Targeted enhancement of electrochromic memory in Fe(II) based metallo-supramolecular polymer using molybdenum disulfide quantum dots

Abstract

Bistable electrochromic (EC) display with long EC memory has been a much-anticipated goal owing to its zero-energy consumption when maintaining the colored or bleached state when used in smart windows. However, it is very challenging to engineer the structure of the materials to accomplish a long EC memory along with high optical contrast, durability, switching fastness, and coloration efficiency which are of significance for fabricating the electrochromic devices with essentially power efficiency.
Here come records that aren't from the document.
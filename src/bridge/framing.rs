//! Outbound chunking and inbound reassembly.

use std::{
    sync::{Arc, PoisonError},
    thread,
};

use log::{debug, warn};

use super::DeviceBridge;
use crate::{
    chunk::{ChunkHeader, ChunkIndex, HEADER_SIZE, MessageId},
    device::{Device, WritePermit},
    error::{BridgeError, Result},
    metrics::{self, Direction},
};

/// Framing parameters captured from the reassembler for one message.
#[derive(Clone, Copy, Debug)]
struct FrameLimits {
    min_frame_size: usize,
}

impl FrameLimits {
    /// Whether a transport acceptance of `accepted` bytes out of `offered`
    /// completes the chunk.
    fn accepts(self, accepted: usize, offered: usize) -> bool {
        accepted > HEADER_SIZE && (accepted >= self.min_frame_size || accepted == offered)
    }
}

impl DeviceBridge {
    /// Write an application packet to the device.
    ///
    /// Ordinary bridges split the packet into chunks, each prefixed with a
    /// [`ChunkHeader`], and keep offering a chunk until the transport accepts
    /// enough of it. Negotiation bridges hand the whole packet over in a
    /// single write. The write guard is held for the entire message, so
    /// chunks of concurrent sends never interleave.
    ///
    /// # Errors
    ///
    /// - [`BridgeError::FramingViolation`] when a negotiation channel accepts
    ///   a different number of bytes than offered.
    /// - [`BridgeError::DeviceOverreport`] when the device claims more bytes
    ///   than it was given.
    /// - [`BridgeError::ChunkRejected`] when a limited retry policy runs out.
    /// - [`BridgeError::PacketTooLarge`] when the packet size does not fit
    ///   the header.
    /// - [`BridgeError::Device`] when the send primitive fails.
    pub fn send_framed(&self, packet: &[u8]) -> Result<()> {
        if self.role.is_negotiation() {
            return self
                .device
                .exclusive(|device, permit| send_unframed(device, permit, packet));
        }

        let original_size =
            u32::try_from(packet.len()).map_err(|_| BridgeError::PacketTooLarge { size: packet.len() })?;
        let (message_id, limits) = {
            let qos = self.qos.lock().unwrap_or_else(PoisonError::into_inner);
            let limits = FrameLimits {
                min_frame_size: qos.min_frame_size(),
            };
            (qos.outgoing_packet_id(), limits)
        };

        self.device.exclusive(|device, permit| {
            self.send_chunks(device, permit, packet, message_id, original_size, limits)
        })?;
        metrics::inc_packets(Direction::Outbound);
        Ok(())
    }

    fn send_chunks(
        &self,
        device: &dyn Device,
        permit: &WritePermit<'_>,
        packet: &[u8],
        message_id: MessageId,
        original_size: u32,
        limits: FrameLimits,
    ) -> Result<()> {
        let mut remaining = packet;
        let mut chunk_index = ChunkIndex::zero();
        let mut rejections = 0_u32;
        let mut frame = Vec::with_capacity(HEADER_SIZE + packet.len());

        while !remaining.is_empty() {
            frame.clear();
            frame.extend_from_slice(&ChunkHeader::new(message_id, chunk_index, original_size).encode());
            frame.extend_from_slice(remaining);

            let accepted = device.on_send_to_channel(permit, &frame)?;
            if accepted > frame.len() {
                return Err(BridgeError::DeviceOverreport {
                    offered: frame.len(),
                    accepted,
                });
            }

            if limits.accepts(accepted, frame.len()) {
                let consumed = accepted - HEADER_SIZE;
                debug!(
                    "chunk accepted: did={}, message_id={message_id}, chunk_index={chunk_index}, consumed={consumed}",
                    self.did
                );
                metrics::inc_chunks_sent();
                remaining = &remaining[consumed..];
                rejections = 0;
                if remaining.is_empty() {
                    break;
                }
                chunk_index = chunk_index
                    .checked_increment()
                    .ok_or(BridgeError::PacketTooLarge { size: packet.len() })?;
                continue;
            }

            rejections = rejections.saturating_add(1);
            metrics::inc_chunk_rejections();
            if !self.retry.allows_retry(rejections) {
                warn!(
                    "giving up on chunk: did={}, message_id={message_id}, chunk_index={chunk_index}, rejections={rejections}",
                    self.did
                );
                return Err(BridgeError::ChunkRejected {
                    message_id,
                    chunk_index,
                    attempts: rejections,
                });
            }
            warn!(
                "chunk rejected, retrying: did={}, message_id={message_id}, chunk_index={chunk_index}, accepted={accepted}, offered={}",
                self.did,
                frame.len()
            );
            let backoff = self.retry.backoff();
            if !backoff.is_zero() {
                thread::sleep(backoff);
            }
        }
        Ok(())
    }

    /// Hand bytes received from the medium to the inbound path.
    ///
    /// The initiating side of a negotiation forwards `packet` to the relay
    /// verbatim. Every other bridge feeds it to the reassembler and forwards
    /// each packet that becomes complete; partial messages are buffered
    /// silently.
    ///
    /// # Errors
    ///
    /// - [`BridgeError::Reassembly`] when the chunk is malformed.
    /// - [`BridgeError::Relay`] when the relay refuses a packet.
    /// - [`BridgeError::RelayUnavailable`] when the relay is gone.
    pub fn pass_network_packet(self: &Arc<Self>, packet: &[u8]) -> Result<()> {
        if self.role.forwards_unframed() {
            return self.forward_to_relay(packet);
        }

        let ready = {
            let mut qos = self.qos.lock().unwrap_or_else(PoisonError::into_inner);
            if let Err(error) = qos.push_received_chunk(packet) {
                warn!("dropping inbound chunk: did={}, error={error}", self.did);
                return Err(error.into());
            }
            std::iter::from_fn(|| qos.next_packet()).collect::<Vec<_>>()
        };

        ready
            .iter()
            .try_for_each(|complete| self.forward_to_relay(complete))
    }

    fn forward_to_relay(self: &Arc<Self>, packet: &[u8]) -> Result<()> {
        self.relay()?.on_packet_received(packet, self)?;
        metrics::inc_packets(Direction::Inbound);
        Ok(())
    }
}

fn send_unframed(device: &dyn Device, permit: &WritePermit<'_>, packet: &[u8]) -> Result<()> {
    let accepted = device.on_send_to_channel(permit, packet)?;
    if accepted != packet.len() {
        tracing::error!(packet_size = packet.len(), accepted, "negotiation channel split a packet");
        return Err(BridgeError::FramingViolation {
            packet_size: packet.len(),
            accepted,
        });
    }
    metrics::inc_packets(Direction::Outbound);
    Ok(())
}

#[cfg(test)]
mod tests {
    use rstest::rstest;

    use super::FrameLimits;

    #[rstest]
    #[case::full_frame(20, 20, true)]
    #[case::above_minimum(16, 40, true)]
    #[case::below_minimum(15, 40, false)]
    #[case::header_only(12, 12, false)]
    #[case::nothing(0, 40, false)]
    fn acceptance_rule(#[case] accepted: usize, #[case] offered: usize, #[case] ok: bool) {
        let limits = FrameLimits { min_frame_size: 16 };
        assert_eq!(limits.accepts(accepted, offered), ok);
    }
}
//! A relay that records everything bridges hand it.

use std::{
    sync::{
        Arc, Condvar, Mutex, PoisonError,
        atomic::{AtomicBool, Ordering},
    },
    time::{Duration, Instant},
};

use relaybridge::{BridgeRegistry, DeviceBridge, DeviceId, LogMessage, Relay, RelayError};

#[derive(Debug, Default)]
struct Journal {
    packets: Vec<(DeviceId, Vec<u8>)>,
    commands: Vec<(DeviceId, Vec<u8>)>,
    logs: Vec<(DeviceId, LogMessage)>,
    detached: Vec<DeviceId>,
}

/// Relay recording packets, commands, logs and detach requests.
///
/// Owns its bridges through [`RecordingRelay::bridges`], the way a real
/// relay would.
#[derive(Debug, Default)]
pub struct RecordingRelay {
    /// Bridges owned by this relay.
    pub bridges: BridgeRegistry,
    journal: Mutex<Journal>,
    changed: Condvar,
    refuse_packets: AtomicBool,
    route_commands_back: AtomicBool,
}

impl RecordingRelay {
    /// Create a relay ready to be handed to bridges.
    #[must_use]
    pub fn new() -> Arc<Self> { Arc::new(Self::default()) }

    /// Make [`Relay::on_packet_received`] fail from now on.
    pub fn refuse_packets(&self, refuse: bool) { self.refuse_packets.store(refuse, Ordering::SeqCst); }

    /// Deliver posted commands straight back to the sending bridge's
    /// [`DeviceBridge::on_command_from_connector`].
    pub fn route_commands_back(&self, route: bool) {
        self.route_commands_back.store(route, Ordering::SeqCst);
    }

    fn journal(&self) -> std::sync::MutexGuard<'_, Journal> {
        self.journal.lock().unwrap_or_else(PoisonError::into_inner)
    }

    fn record(&self, f: impl FnOnce(&mut Journal)) {
        f(&mut self.journal());
        self.changed.notify_all();
    }

    /// Packets forwarded so far, in arrival order.
    #[must_use]
    pub fn packets(&self) -> Vec<(DeviceId, Vec<u8>)> { self.journal().packets.clone() }

    /// Commands posted so far.
    #[must_use]
    pub fn commands(&self) -> Vec<(DeviceId, Vec<u8>)> { self.journal().commands.clone() }

    /// Log messages received so far.
    #[must_use]
    pub fn logs(&self) -> Vec<(DeviceId, LogMessage)> { self.journal().logs.clone() }

    /// Bridges that asked to be detached.
    #[must_use]
    pub fn detached(&self) -> Vec<DeviceId> { self.journal().detached.clone() }

    /// Block until `predicate` holds for the journal or `timeout` elapses.
    fn wait_until(&self, timeout: Duration, predicate: impl Fn(&Journal) -> bool) -> bool {
        let deadline = Instant::now() + timeout;
        let mut journal = self.journal();
        loop {
            if predicate(&journal) {
                return true;
            }
            let now = Instant::now();
            if now >= deadline {
                return false;
            }
            journal = self
                .changed
                .wait_timeout(journal, deadline - now)
                .unwrap_or_else(PoisonError::into_inner)
                .0;
        }
    }

    /// Wait until at least `count` packets have arrived.
    #[must_use]
    pub fn wait_for_packets(&self, count: usize, timeout: Duration) -> bool {
        self.wait_until(timeout, |journal| journal.packets.len() >= count)
    }

    /// Wait until at least `count` log messages have arrived.
    #[must_use]
    pub fn wait_for_logs(&self, count: usize, timeout: Duration) -> bool {
        self.wait_until(timeout, |journal| journal.logs.len() >= count)
    }
}

impl Relay for RecordingRelay {
    fn on_packet_received(&self, packet: &[u8], sender: &Arc<DeviceBridge>) -> Result<(), RelayError> {
        if self.refuse_packets.load(Ordering::SeqCst) {
            return Err(RelayError::new("packets refused"));
        }
        self.record(|journal| journal.packets.push((sender.did(), packet.to_vec())));
        Ok(())
    }

    fn post_command_to_connector(
        &self,
        packet: &[u8],
        sender: &Arc<DeviceBridge>,
    ) -> Result<(), RelayError> {
        self.record(|journal| journal.commands.push((sender.did(), packet.to_vec())));
        if self.route_commands_back.load(Ordering::SeqCst) {
            sender
                .on_command_from_connector(packet)
                .map_err(|error| RelayError::new(error.to_string()))?;
        }
        Ok(())
    }

    fn detach_device(&self, did: DeviceId) {
        self.record(|journal| journal.detached.push(did));
        self.bridges.detach(did);
    }

    fn log(&self, message: LogMessage, did: DeviceId) {
        self.record(|journal| journal.logs.push((did, message)));
    }
}
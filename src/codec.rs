//! Fixed-width binary reading and writing over contiguous buffers.
//!
//! [`ByteView`] is a non-owning cursor that consumes its prefix as values are
//! read; [`ByteWriter`] appends values to a growable buffer. Integers are
//! little-endian and byte sequences carry a `u32` length prefix, which is the
//! layout used for negotiation arguments.

use bytes::{Buf, BufMut, BytesMut};
use thiserror::Error;

/// Size of the length prefix preceding variable-length byte sequences.
pub const LENGTH_PREFIX_SIZE: usize = std::mem::size_of::<u32>();

/// Errors raised when a buffer cannot hold the requested value.
#[derive(Clone, Copy, Debug, Error, PartialEq, Eq)]
pub enum CodecError {
    /// Fewer bytes remained than the value requires.
    #[error("buffer underrun: needed {needed} bytes, {remaining} remaining")]
    Underrun { needed: usize, remaining: usize },
    /// A byte sequence is too long for its `u32` length prefix.
    #[error("byte sequence of {len} bytes exceeds the u32 length prefix")]
    SequenceTooLong { len: usize },
}

fn length_prefix(len: usize) -> Result<u32, CodecError> {
    u32::try_from(len).map_err(|_| CodecError::SequenceTooLong { len })
}

/// Non-owning view over a byte buffer supporting prefix consumption.
///
/// # Examples
///
/// ```
/// use relaybridge::ByteView;
/// let mut view = ByteView::new(&[2, 0, 0, 0, 0x41, 0x42, 7]);
/// assert_eq!(view.read_bytes().unwrap(), &[0x41, 0x42]);
/// assert_eq!(view.read_u8().unwrap(), 7);
/// assert!(view.is_empty());
/// ```
#[derive(Clone, Copy, Debug, PartialEq, Eq)]
pub struct ByteView<'a> {
    remaining: &'a [u8],
}

impl<'a> ByteView<'a> {
    /// Create a view covering all of `bytes`.
    #[must_use]
    pub const fn new(bytes: &'a [u8]) -> Self { Self { remaining: bytes } }

    /// Number of unread bytes.
    #[must_use]
    pub const fn len(&self) -> usize { self.remaining.len() }

    /// Whether every byte has been consumed.
    #[must_use]
    pub const fn is_empty(&self) -> bool { self.remaining.is_empty() }

    /// Borrow the unread bytes without consuming them.
    #[must_use]
    pub const fn as_slice(&self) -> &'a [u8] { self.remaining }

    /// Drop `count` bytes from the front of the view.
    ///
    /// # Errors
    ///
    /// Returns [`CodecError::Underrun`] if fewer than `count` bytes remain; the
    /// view is left untouched in that case.
    pub fn remove_prefix(&mut self, count: usize) -> Result<(), CodecError> {
        self.take(count).map(|_| ())
    }

    /// Read a single byte.
    ///
    /// # Errors
    ///
    /// Returns [`CodecError::Underrun`] when the view is empty.
    pub fn read_u8(&mut self) -> Result<u8, CodecError> {
        self.ensure(1)?;
        Ok(self.remaining.get_u8())
    }

    /// Read a little-endian `u32`.
    ///
    /// # Errors
    ///
    /// Returns [`CodecError::Underrun`] when fewer than four bytes remain.
    pub fn read_u32(&mut self) -> Result<u32, CodecError> {
        self.ensure(4)?;
        Ok(self.remaining.get_u32_le())
    }

    /// Read a little-endian `u64`.
    ///
    /// # Errors
    ///
    /// Returns [`CodecError::Underrun`] when fewer than eight bytes remain.
    pub fn read_u64(&mut self) -> Result<u64, CodecError> {
        self.ensure(8)?;
        Ok(self.remaining.get_u64_le())
    }

    /// Read a `u32` length prefix followed by that many bytes.
    ///
    /// On failure the view is left where it was before the call.
    ///
    /// # Errors
    ///
    /// Returns [`CodecError::Underrun`] when the prefix or the announced body
    /// is incomplete.
    pub fn read_bytes(&mut self) -> Result<&'a [u8], CodecError> {
        let mut probe = *self;
        let len = probe.read_u32()? as usize;
        let body = probe.take(len)?;
        *self = probe;
        Ok(body)
    }

    fn take(&mut self, count: usize) -> Result<&'a [u8], CodecError> {
        self.ensure(count)?;
        let (head, tail) = self.remaining.split_at(count);
        self.remaining = tail;
        Ok(head)
    }

    fn ensure(&self, needed: usize) -> Result<(), CodecError> {
        if self.remaining.len() < needed {
            return Err(CodecError::Underrun {
                needed,
                remaining: self.remaining.len(),
            });
        }
        Ok(())
    }
}

impl<'a> From<&'a [u8]> for ByteView<'a> {
    fn from(bytes: &'a [u8]) -> Self { Self::new(bytes) }
}

/// Growable buffer writer producing the layout read by [`ByteView`].
#[derive(Clone, Debug, Default)]
pub struct ByteWriter {
    buf: BytesMut,
}

impl ByteWriter {
    /// Create an empty writer.
    #[must_use]
    pub fn new() -> Self { Self::default() }

    /// Create a writer with room for `capacity` bytes.
    #[must_use]
    pub fn with_capacity(capacity: usize) -> Self {
        Self {
            buf: BytesMut::with_capacity(capacity),
        }
    }

    /// Append a single byte.
    #[must_use]
    pub fn u8(mut self, value: u8) -> Self {
        self.buf.put_u8(value);
        self
    }

    /// Append a little-endian `u32`.
    #[must_use]
    pub fn u32(mut self, value: u32) -> Self {
        self.buf.put_u32_le(value);
        self
    }

    /// Append a little-endian `u64`.
    #[must_use]
    pub fn u64(mut self, value: u64) -> Self {
        self.buf.put_u64_le(value);
        self
    }

    /// Append a `u32` length prefix followed by `bytes`.
    ///
    /// # Errors
    ///
    /// Returns [`CodecError::SequenceTooLong`] if `bytes` is longer than
    /// `u32::MAX`; nothing is written in that case.
    pub fn bytes(mut self, bytes: &[u8]) -> Result<Self, CodecError> {
        let len = length_prefix(bytes.len())?;
        self.buf.put_u32_le(len);
        self.buf.put_slice(bytes);
        Ok(self)
    }

    /// Append `bytes` verbatim, without a length prefix.
    #[must_use]
    pub fn raw(mut self, bytes: &[u8]) -> Self {
        self.buf.put_slice(bytes);
        self
    }

    /// Finish writing and return the buffer.
    #[must_use]
    pub fn into_vec(self) -> Vec<u8> { self.buf.to_vec() }
}

#[cfg(test)]
mod tests {
    use rstest::rstest;

    use super::{ByteView, ByteWriter, CodecError, length_prefix};

    #[test]
    fn reads_fixed_width_integers_little_endian() {
        let bytes = ByteWriter::new().u8(9).u32(0x0102_0304).u64(7).into_vec();
        assert_eq!(&bytes[1..5], &[0x04, 0x03, 0x02, 0x01]);

        let mut view = ByteView::new(&bytes);
        assert_eq!(view.read_u8(), Ok(9));
        assert_eq!(view.read_u32(), Ok(0x0102_0304));
        assert_eq!(view.read_u64(), Ok(7));
        assert!(view.is_empty());
    }

    #[test]
    fn length_prefixed_sequences_leave_remainder() -> Result<(), CodecError> {
        let bytes = ByteWriter::new()
            .bytes(b"AB")?
            .bytes(b"")?
            .raw(b"tail")
            .into_vec();
        let mut view = ByteView::new(&bytes);
        assert_eq!(view.read_bytes(), Ok(&b"AB"[..]));
        assert_eq!(view.read_bytes(), Ok(&b""[..]));
        assert_eq!(view.as_slice(), b"tail");
        Ok(())
    }

    #[test]
    fn oversized_sequences_are_refused() {
        assert_eq!(length_prefix(u32::MAX as usize), Ok(u32::MAX));
        assert_eq!(
            length_prefix(usize::MAX),
            Err(CodecError::SequenceTooLong { len: usize::MAX })
        );
    }

    #[rstest]
    #[case::missing_prefix(&[1, 0][..], 4, 2)]
    #[case::short_body(&[3, 0, 0, 0, 0xAA][..], 3, 1)]
    fn truncated_sequences_fail_without_consuming(
        #[case] bytes: &[u8],
        #[case] needed: usize,
        #[case] remaining: usize,
    ) {
        let mut view = ByteView::new(bytes);
        assert_eq!(
            view.read_bytes(),
            Err(CodecError::Underrun { needed, remaining })
        );
        assert_eq!(view.len(), bytes.len());
    }

    #[test]
    fn remove_prefix_respects_bounds() {
        let mut view = ByteView::new(&[1, 2, 3]);
        assert!(view.remove_prefix(2).is_ok());
        assert_eq!(view.as_slice(), &[3]);
        assert!(view.remove_prefix(2).is_err());
        assert_eq!(view.as_slice(), &[3]);
    }
}
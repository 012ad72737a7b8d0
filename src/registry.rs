//! Registry of the bridges owned by a relay.
//!
//! `BridgeRegistry` holds the strong references that keep bridges alive.
//! Bridges only point back at their relay weakly, so removing an entry here
//! is what ultimately releases a bridge and stops its update task.

use std::sync::Arc;

use dashmap::DashMap;

use crate::{bridge::DeviceBridge, identity::DeviceId};

/// Concurrent map of bridges keyed by [`DeviceId`].
#[derive(Debug, Default)]
pub struct BridgeRegistry(DashMap<DeviceId, Arc<DeviceBridge>>);

impl BridgeRegistry {
    /// Create an empty registry.
    #[must_use]
    pub fn new() -> Self { Self::default() }

    /// Register `bridge` under its own identifier, returning any bridge it
    /// displaced.
    pub fn insert(&self, bridge: Arc<DeviceBridge>) -> Option<Arc<DeviceBridge>> {
        self.0.insert(bridge.did(), bridge)
    }

    /// Look up the bridge registered under `did`.
    #[must_use]
    pub fn get(&self, did: DeviceId) -> Option<Arc<DeviceBridge>> {
        self.0.get(&did).map(|entry| Arc::clone(entry.value()))
    }

    /// Remove the bridge registered under `did` without touching its task.
    pub fn remove(&self, did: DeviceId) -> Option<Arc<DeviceBridge>> {
        self.0.remove(&did).map(|(_, bridge)| bridge)
    }

    /// Remove the bridge registered under `did` and detach it.
    ///
    /// This is the usual body of [`Relay::detach_device`](crate::Relay::detach_device).
    pub fn detach(&self, did: DeviceId) -> Option<Arc<DeviceBridge>> {
        let bridge = self.remove(did)?;
        bridge.detach();
        Some(bridge)
    }

    /// Whether a bridge is registered under `did`.
    #[must_use]
    pub fn contains(&self, did: DeviceId) -> bool { self.0.contains_key(&did) }

    /// Number of registered bridges.
    #[must_use]
    pub fn len(&self) -> usize { self.0.len() }

    /// Whether the registry is empty.
    #[must_use]
    pub fn is_empty(&self) -> bool { self.0.is_empty() }

    /// Identifiers of all registered bridges in ascending order.
    #[must_use]
    pub fn ids(&self) -> Vec<DeviceId> {
        let mut ids: Vec<_> = self.0.iter().map(|entry| *entry.key()).collect();
        ids.sort_unstable();
        ids
    }

    /// Remove every bridge, shutting each down and joining its update task.
    ///
    /// Shutdown failures are logged and do not stop the sweep.
    pub fn shutdown_all(&self) {
        for did in self.ids() {
            let Some(bridge) = self.remove(did) else {
                continue;
            };
            if let Err(error) = bridge.shutdown() {
                tracing::warn!(%did, %error, "bridge did not shut down cleanly");
            }
        }
    }
}
//! Wire types for the chunked transport framing.
//!
//! Every chunk written to a non-negotiation channel starts with a
//! [`ChunkHeader`]: the message identifier grouping chunks of one packet, the
//! zero-based chunk index, and the size of the unfragmented packet. All three
//! fields are fixed-width little-endian `u32`s, so the header always occupies
//! [`HEADER_SIZE`] bytes.

use std::num::TryFromIntError;

use bincode::{
    Decode,
    Encode,
    config::{self, Configuration, Fixint, LittleEndian},
    error::DecodeError,
};
use derive_more::{Display, From, Into};

/// Encoded size of a [`ChunkHeader`].
pub const HEADER_SIZE: usize = 12;

/// Smallest transport frame a channel may accept without the chunk being
/// treated as rejected, unless the frame carried the whole remainder.
pub const MIN_FRAME_SIZE: usize = 64;

fn wire_config() -> Configuration<LittleEndian, Fixint> {
    config::standard().with_fixed_int_encoding()
}

/// Identifier shared by every chunk of one application packet.
///
/// # Examples
///
/// ```
/// use relaybridge::MessageId;
/// let id = MessageId::new(42);
/// assert_eq!(id.get(), 42);
/// assert_eq!(id.next(), MessageId::new(43));
/// ```
#[derive(Clone, Copy, Debug, PartialEq, Eq, Hash, Encode, Decode, Display, From, Into)]
#[display("{_0}")]
pub struct MessageId(u32);

impl MessageId {
    /// Create a new identifier.
    #[must_use]
    pub const fn new(value: u32) -> Self { Self(value) }

    /// Return the inner numeric identifier.
    #[must_use]
    pub const fn get(self) -> u32 { self.0 }

    /// Return the identifier following this one, wrapping at `u32::MAX`.
    #[must_use]
    pub const fn next(self) -> Self { Self(self.0.wrapping_add(1)) }
}

/// Zero-based position of a chunk within its message.
#[derive(
    Clone, Copy, Debug, PartialEq, Eq, Hash, PartialOrd, Ord, Encode, Decode, Display, From,
)]
#[display("{_0}")]
pub struct ChunkIndex(u32);

impl ChunkIndex {
    /// Construct an index from a `u32` value.
    #[must_use]
    pub const fn new(value: u32) -> Self { Self(value) }

    /// Return the first chunk index.
    #[must_use]
    pub const fn zero() -> Self { Self(0) }

    /// Return the underlying numeric value.
    #[must_use]
    pub const fn get(self) -> u32 { self.0 }

    /// Increment the index, returning `None` on overflow.
    #[must_use]
    pub fn checked_increment(self) -> Option<Self> { self.0.checked_add(1).map(Self) }
}

impl TryFrom<usize> for ChunkIndex {
    type Error = TryFromIntError;

    fn try_from(value: usize) -> Result<Self, Self::Error> { u32::try_from(value).map(Self) }
}

/// Prefix carried by each chunk of a framed message.
///
/// # Examples
///
/// ```
/// use relaybridge::{ChunkHeader, ChunkIndex, HEADER_SIZE, MessageId};
/// let header = ChunkHeader::new(MessageId::new(7), ChunkIndex::new(1), 300);
/// let bytes = header.encode();
/// assert_eq!(bytes.len(), HEADER_SIZE);
/// let (decoded, body) = ChunkHeader::decode(&bytes).unwrap();
/// assert_eq!(decoded, header);
/// assert!(body.is_empty());
/// ```
#[derive(Clone, Copy, Debug, PartialEq, Eq, Hash, Encode, Decode)]
pub struct ChunkHeader {
    message_id: MessageId,
    chunk_index: ChunkIndex,
    original_size: u32,
}

impl ChunkHeader {
    /// Create a new chunk header.
    #[must_use]
    pub const fn new(message_id: MessageId, chunk_index: ChunkIndex, original_size: u32) -> Self {
        Self {
            message_id,
            chunk_index,
            original_size,
        }
    }

    /// Return the message identifier.
    #[must_use]
    pub const fn message_id(&self) -> MessageId { self.message_id }

    /// Return the chunk position within the message.
    #[must_use]
    pub const fn chunk_index(&self) -> ChunkIndex { self.chunk_index }

    /// Return the size of the unfragmented packet.
    #[must_use]
    pub const fn original_size(&self) -> u32 { self.original_size }

    /// Encode the header into its fixed-size wire form.
    #[must_use]
    pub fn encode(&self) -> [u8; HEADER_SIZE] {
        let mut out = [0_u8; HEADER_SIZE];
        // Three fixed-width u32 fields always fill the array exactly.
        let written = bincode::encode_into_slice(*self, &mut out, wire_config()).unwrap_or(0);
        debug_assert_eq!(written, HEADER_SIZE);
        out
    }

    /// Decode a header from the front of `chunk`, returning it with the
    /// payload bytes that follow.
    ///
    /// # Errors
    ///
    /// Returns a [`DecodeError`] when `chunk` is shorter than [`HEADER_SIZE`].
    pub fn decode(chunk: &[u8]) -> Result<(Self, &[u8]), DecodeError> {
        let Some(head) = chunk.get(..HEADER_SIZE) else {
            return Err(DecodeError::UnexpectedEnd {
                additional: HEADER_SIZE - chunk.len(),
            });
        };
        let (header, _) = bincode::decode_from_slice::<Self, _>(head, wire_config())?;
        Ok((header, &chunk[HEADER_SIZE..]))
    }
}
Herein, we have judiciously incorporated the charge trapping MoS2 quantum dots (QDs) to prepare an electrochromic nanocomposite (polyFe-QD-10) of an Fe2+-based metallo-supramolecular EC polymer (polyFe) for the targeted enhancement of EC memory than the pristine polyFe polymer. The polyFe-QD-10 based electrochromic device (ECD) exhibits more cycle durability as it produced no loss in ΔT after the measurement of 100 cycle, while pristine polyFe-based ECD produced 14% loss in similar 100 cycle. The prototype ECD with polyFe-QD-10 film is also demonstrated with fast switching time (3.3 s for bleaching and 0.78 s for coloring), and good coloration efficiency (242.2 cm2 C−1). Remarkably, the ECD based on polyFe-QD-10 composite displays higher EC memory in open circuit condition as it takes 32 min for 90% reappearance of the original purple color after complete bleaching, while the pristine polyFe based ECD regains 90% of the transmittance of the color state only in 15 min. The strategy reported here presents the polyFe-MoS2 QD composite thin film an encouraging candidate for developing power efficient electrochromic information displays and smart windows.